Thirteen people protesting against the National Eligibility-cum-Entrance Test in Chennai were arrested on Thursday. The common entrance test is the deciding factor in admissions to undergraduate medical and dentistry colleges. Students and activists in Tamil Nadu have been protesting against it, after the Supreme Court last month ordered that admissions in state should also be based on Neet, and not the Class 12 results.
“We started our protest at 10 am,” said Grace Banu, one of the protestors. “Around 11 am, the police arrested us and locked us up in a nearby hall.”
Protests in the state have intensified after 17-year-old medical aspirant S Anitha ended her life when she failed to secure a medical seat through the test. She had even challenged its applicability in the Supreme Court.

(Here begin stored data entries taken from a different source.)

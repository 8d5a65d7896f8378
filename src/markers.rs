//! Marker store: the ordered list of recorded image coordinates.
//!
//! Markers are kept in user order (drag-reorder moves them). At most one
//! marker is the *anchor*: it cannot be removed or renamed and survives [`MarkerStore::clear`].

#[cfg(test)]
#[path = "markers_test.rs"]
mod markers_test;

use serde::{Deserialize, Serialize};
use tracing::{debug, info};
use uuid::Uuid;

use crate::consts::MAX_MARKERS;
use crate::error::StoreError;
use crate::geometry::Point;
use crate::mapper::{ImageCoord, image_to_canvas_center};
use crate::viewport::Viewport;

pub type MarkerId = Uuid;

/// One recorded coordinate.
#[derive(Debug, Clone, PartialEq, Eq, Serialize, Deserialize)]
pub struct Marker {
    pub id: MarkerId,
    pub label: String,
    #[serde(flatten)]
    pub coord: ImageCoord,
    #[serde(default)]
    pub anchor: bool,
}

#[derive(Debug, Clone)]
pub struct MarkerStore {
    markers: Vec<Marker>,
    max: usize,
    next_number: usize,
}

impl Default for MarkerStore {
    fn default() -> Self {
        Self::new(MAX_MARKERS)
    }
}

impl MarkerStore {
    #[must_use]
    pub fn new(max: usize) -> Self {
        Self { markers: Vec::new(), max, next_number: 1 }
    }

    /// Append a marker labelled `Point N`, numbering from 1.
    ///
    /// # Errors
    ///
    /// Returns [`StoreError::Full`] at capacity.
    pub fn add(&mut self, coord: ImageCoord) -> Result<MarkerId, StoreError> {
        let label = format!("Point {}", self.next_number);
        let id = self.push(coord, label, false)?;
        self.next_number += 1;
        Ok(id)
    }

    /// Append a marker with an explicit label.
    ///
    /// # Errors
    ///
    /// Returns [`StoreError::Full`] at capacity.
    pub fn add_labelled(&mut self, coord: ImageCoord, label: impl Into<String>) -> Result<MarkerId, StoreError> {
        self.push(coord, label.into(), false)
    }

    /// Append the anchor marker.
    ///
    /// # Errors
    ///
    /// Returns [`StoreError::AnchorExists`] if one is already present, or
    /// [`StoreError::Full`] at capacity.
    pub fn add_anchor(&mut self, coord: ImageCoord, label: impl Into<String>) -> Result<MarkerId, StoreError> {
        if self.anchor().is_some() {
            return Err(StoreError::AnchorExists);
        }
        self.push(coord, label.into(), true)
    }

    fn push(&mut self, coord: ImageCoord, label: String, anchor: bool) -> Result<MarkerId, StoreError> {
        if self.markers.len() >= self.max {
            debug!(max = self.max, "markers: store full");
            return Err(StoreError::Full { max: self.max });
        }
        let id = Uuid::new_v4();
        debug!(%id, %coord, %label, "markers: added");
        self.markers.push(Marker { id, label, coord, anchor });
        Ok(id)
    }

    /// Remove a marker.
    ///
    /// # Errors
    ///
    /// [`StoreError::AnchorLocked`] for the anchor, [`StoreError::NotFound`]
    /// for an unknown id.
    pub fn remove(&mut self, id: MarkerId) -> Result<Marker, StoreError> {
        let index = self.index_of(id)?;
        if self.markers[index].anchor {
            return Err(StoreError::AnchorLocked);
        }
        Ok(self.markers.remove(index))
    }

    /// Replace a marker's label.
    ///
    /// # Errors
    ///
    /// [`StoreError::AnchorLocked`] for the anchor, [`StoreError::NotFound`]
    /// for an unknown id.
    pub fn rename(&mut self, id: MarkerId, label: impl Into<String>) -> Result<(), StoreError> {
        let index = self.index_of(id)?;
        if self.markers[index].anchor {
            return Err(StoreError::AnchorLocked);
        }
        self.markers[index].label = label.into();
        Ok(())
    }

    /// Move the marker at `from` so it ends up at index `to`.
    ///
    /// # Errors
    ///
    /// [`StoreError::IndexOutOfRange`] if either index is past the end.
    pub fn move_marker(&mut self, from: usize, to: usize) -> Result<(), StoreError> {
        let len = self.markers.len();
        for index in [from, to] {
            if index >= len {
                return Err(StoreError::IndexOutOfRange { index, len });
            }
        }
        let marker = self.markers.remove(from);
        self.markers.insert(to, marker);
        Ok(())
    }

    /// Remove every marker except the anchor.
    pub fn clear(&mut self) {
        let before = self.markers.len();
        self.markers.retain(|m| m.anchor);
        info!(removed = before - self.markers.len(), "markers: cleared");
    }

    #[must_use]
    pub fn get(&self, id: MarkerId) -> Option<&Marker> {
        self.markers.iter().find(|m| m.id == id)
    }

    #[must_use]
    pub fn anchor(&self) -> Option<&Marker> {
        self.markers.iter().find(|m| m.anchor)
    }

    /// Markers in list order.
    #[must_use]
    pub fn markers(&self) -> &[Marker] {
        &self.markers
    }

    #[must_use]
    pub fn len(&self) -> usize {
        self.markers.len()
    }

    #[must_use]
    pub fn is_empty(&self) -> bool {
        self.markers.is_empty()
    }

    #[must_use]
    pub fn capacity(&self) -> usize {
        self.max
    }

    #[must_use]
    pub fn is_full(&self) -> bool {
        self.markers.len() >= self.max
    }

    /// Canvas position of each marker's pixel centre under `viewport`.
    pub fn projected<'a>(&'a self, viewport: &'a Viewport) -> impl Iterator<Item = (&'a Marker, Point)> + 'a {
        self.markers.iter().map(move |m| (m, image_to_canvas_center(m.coord, viewport)))
    }

    // --- Export ---

    /// One `x,y` line per marker.
    #[must_use]
    pub fn export_coordinates(&self) -> String {
        self.markers.iter().map(|m| format!("{}\n", m.coord)).collect()
    }

    /// One label per line.
    #[must_use]
    pub fn export_labels(&self) -> String {
        self.markers.iter().map(|m| format!("{}\n", m.label)).collect()
    }

    /// JSON array of `{id, label, x, y, anchor}` records.
    ///
    /// # Errors
    ///
    /// Propagates serializer failures.
    pub fn export_json(&self) -> Result<String, serde_json::Error> {
        serde_json::to_string_pretty(&self.markers)
    }

    fn index_of(&self, id: MarkerId) -> Result<usize, StoreError> {
        self.markers.iter().position(|m| m.id == id).ok_or(StoreError::NotFound(id))
    }
}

“Neet should be cancelled,” Banu said. “Making such tests compulsory will give rise to private coaching. Education should not be privatised.”
A sub-inspector at the Guindy police station in Chennai said the protestors were arrested for assembling illegally, but refused to divulge further details.
Contested test
From 2017, the Central government made Neet compulsory for students in all states and across education boards.
In Tamil Nadu, medical admissions were based on marks scored in the Class 12 examination conducted by the state education board. But Neet is based on the Central Board of Secondary Education’s syllabus, which is vastly different. The Tamil Nadu government had been opposing the examination, saying a common test would harm prospects of students from the state.
In her appeal against the common test in the Supreme Court, Anitha pointed out how poor students who lived in villages could not afford the private coaching classes that students in cities could.